Transforming pastoral livelihoods in eastern Africa
by Jon Abbink, Kelly Askew, Dereje Feyissa Dori, Elliot Fratkin, Echi Christina Gabbert, John Galaty, Shauna LaTosky, Jean Lydall, Hussein A. Mahmoud, John Markakis, Günther Schlee, Ivo Strecker & David Turton
Working Paper 154 (2014, 28pp), Integration & Conflict Dept, Max Planck Institute for Social Anthropology, Halle, Germany
Pastoral and agropastoral areas in eastern Africa and elsewhere on the continent have long been regarded as peripheries, especially in economic terms, but also in terms of social and cultural accomplishments. Although biased perceptions of the ‘unproductive’ uses of pastoralism have become outdated, government policies still do little to formally recognise or integrate pastoral lands as critical parts of rural livelihood systems and economic development models.
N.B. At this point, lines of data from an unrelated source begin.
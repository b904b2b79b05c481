//! Shared test utilities for the gallery-lqip test suite.
//!
//! Provides sample content documents, an in-memory [`MockSource`] standing in
//! for the image host, and synthetic encoded images.
//!
//! # Usage
//!
//! ```ignore
//! use crate::test_helpers::*;
//!
//! let source = MockSource::new()
//!     .with_image("a.jpg", b"400x300")
//!     .with_status("b.jpg", 404);
//! let ids = scan(&sample_document());
//! ```

use crate::content::Document;
use crate::remote::{FetchError, ImageSource};
use image::{DynamicImage, ImageEncoder, RgbImage, RgbaImage};
use serde_json::{Value, json};
use std::collections::HashMap;
use std::sync::Mutex;
use std::sync::atomic::{AtomicUsize, Ordering};
use std::time::Duration;

// =========================================================================
// Documents
// =========================================================================

/// Wrap a JSON literal as a document. Panics if `sections` is missing.
pub fn doc(value: Value) -> Document {
    Document::from_value(value).unwrap()
}

/// One of each section kind, with `a.jpg` referenced twice.
///
/// ```text
/// gallery          a.jpg b.jpg
/// galleryWithTags  c.jpg | tag Ink: d.jpg a.jpg | tag Wood: e.jpg
/// info             portrait.jpg
/// contact          (unknown type)
/// ```
pub fn sample_document() -> Document {
    doc(json!({
        "title": "Studio",
        "sections": [
            {"type": "gallery", "title": "Prints", "items": [
                {"fileName": "a.jpg", "alt": "first"},
                {"fileName": "b.jpg"}
            ]},
            {"type": "galleryWithTags", "title": "Works",
             "items": [{"fileName": "c.jpg"}],
             "tags": [
                {"name": "Ink", "items": [{"fileName": "d.jpg"}, {"fileName": "a.jpg"}]},
                {"name": "Wood", "items": [{"fileName": "e.jpg"}]}
             ]},
            {"type": "info", "imageId": "portrait.jpg", "text": "About me"},
            {"type": "contact", "email": "hello@example.com"}
        ]
    }))
}

// =========================================================================
// Image source double
// =========================================================================

/// A single step recorded by [`MockSource`].
#[derive(Debug, Clone, PartialEq, Eq)]
pub enum SourceEvent {
    Started(String),
    Finished(String),
}

enum MockResponse {
    Bytes(Vec<u8>),
    Status(u16),
}

/// In-memory image host. Unknown identifiers answer HTTP 404.
///
/// Records start/finish order and the peak number of concurrent fetches so
/// tests can check batching.
#[derive(Default)]
pub struct MockSource {
    responses: HashMap<String, MockResponse>,
    delay: Duration,
    log: Mutex<Vec<SourceEvent>>,
    in_flight: AtomicUsize,
    peak: AtomicUsize,
}

impl MockSource {
    pub fn new() -> Self {
        Self::default()
    }

    pub fn with_image(mut self, identifier: &str, bytes: &[u8]) -> Self {
        self.responses
            .insert(identifier.to_string(), MockResponse::Bytes(bytes.to_vec()));
        self
    }

    pub fn with_status(mut self, identifier: &str, status: u16) -> Self {
        self.responses
            .insert(identifier.to_string(), MockResponse::Status(status));
        self
    }

    /// Make every fetch take at least `delay`.
    pub fn with_delay(mut self, delay: Duration) -> Self {
        self.delay = delay;
        self
    }

    pub fn events(&self) -> Vec<SourceEvent> {
        self.log.lock().unwrap().clone()
    }

    pub fn fetch_count(&self) -> usize {
        self.events()
            .iter()
            .filter(|e| matches!(e, SourceEvent::Started(_)))
            .count()
    }

    pub fn fetched(&self, identifier: &str) -> usize {
        self.events()
            .iter()
            .filter(|e| matches!(e, SourceEvent::Started(id) if id == identifier))
            .count()
    }

    pub fn peak_in_flight(&self) -> usize {
        self.peak.load(Ordering::SeqCst)
    }
}

impl ImageSource for MockSource {
    fn fetch(&self, identifier: &str) -> Result<Vec<u8>, FetchError> {
        self.log
            .lock()
            .unwrap()
            .push(SourceEvent::Started(identifier.to_string()));
        let now = self.in_flight.fetch_add(1, Ordering::SeqCst) + 1;
        self.peak.fetch_max(now, Ordering::SeqCst);

        if !self.delay.is_zero() {
            std::thread::sleep(self.delay);
        }

        let url = format!("mock://{identifier}");
        let result = match self.responses.get(identifier) {
            Some(MockResponse::Bytes(bytes)) => Ok(bytes.clone()),
            Some(MockResponse::Status(status)) => Err(FetchError::Status {
                url,
                status: *status,
            }),
            None => Err(FetchError::Status { url, status: 404 }),
        };

        self.in_flight.fetch_sub(1, Ordering::SeqCst);
        self.log
            .lock()
            .unwrap()
            .push(SourceEvent::Finished(identifier.to_string()));
        result
    }
}

// =========================================================================
// Synthetic images
// =========================================================================

/// A gradient JPEG of the given size.
pub fn jpeg_bytes(width: u32, height: u32) -> Vec<u8> {
    let img = RgbImage::from_fn(width, height, |x, y| {
        image::Rgb([(x % 256) as u8, (y % 256) as u8, 128])
    });
    let mut out = Vec::new();
    image::codecs::jpeg::JpegEncoder::new(&mut out)
        .write_image(img.as_raw(), width, height, image::ExtendedColorType::Rgb8)
        .unwrap();
    out
}

/// A half-transparent PNG of the given size.
pub fn png_bytes(width: u32, height: u32) -> Vec<u8> {
    let img = RgbaImage::from_fn(width, height, |x, _| {
        image::Rgba([200, (x % 256) as u8, 40, if x % 2 == 0 { 255 } else { 0 }])
    });
    let mut out = std::io::Cursor::new(Vec::new());
    DynamicImage::ImageRgba8(img)
        .write_to(&mut out, image::ImageFormat::Png)
        .unwrap();
    out.into_inner()
}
Instead, many states give preference to large-scale agricultural investments in pastoral areas, resulting in the loss or fragmentation of rangelands, induced sedentarisation of pastoralists, and a radical reduction in livestock numbers. The Lands of the Future Research Network supports the view that alienation of pastoralists from productive lands often is unwarranted, unproductive, and unadvisable. In such cases it would be better for the overall economy and society to leave things as they are, or, if ‘development’ comes in, to discuss the development potential of pastoralism. In other cases of integrated economies, combining old and new forms (‘mixed agriculture’ on a societal scale) might offer advantages to all groups of participants as well as the national economy. Drawing on research from Ethiopia, Kenya, Sudan, and Tanzania our paper looks at the significance of pastoralism as a productive economy and the positive bearing it has on the environment, wildlife conservation, and on the health and wellbeing of pastoral communities. The paper also reflects on what is at stake when one form of land use is replaced by another and when customary rules and practices regarding land access, land use, and traditional law are not fully recognised by policy makers. Using historical examples (e.g. from Afar) and current development trends (e.g. Ethiopia’s river basin development in the Omo Valley), the paper shows how the impacts of such development need not be negative (e.g. forced displacement, resettlement, conflict). The authors urge development planners and governments to integrate the expertise of agropastoralists into development models and to establish strong relationships between investors, NGOs, GOs, policymakers, researchers, local communities and other stakeholders in order to find equitable and long-term solutions for changing land uses.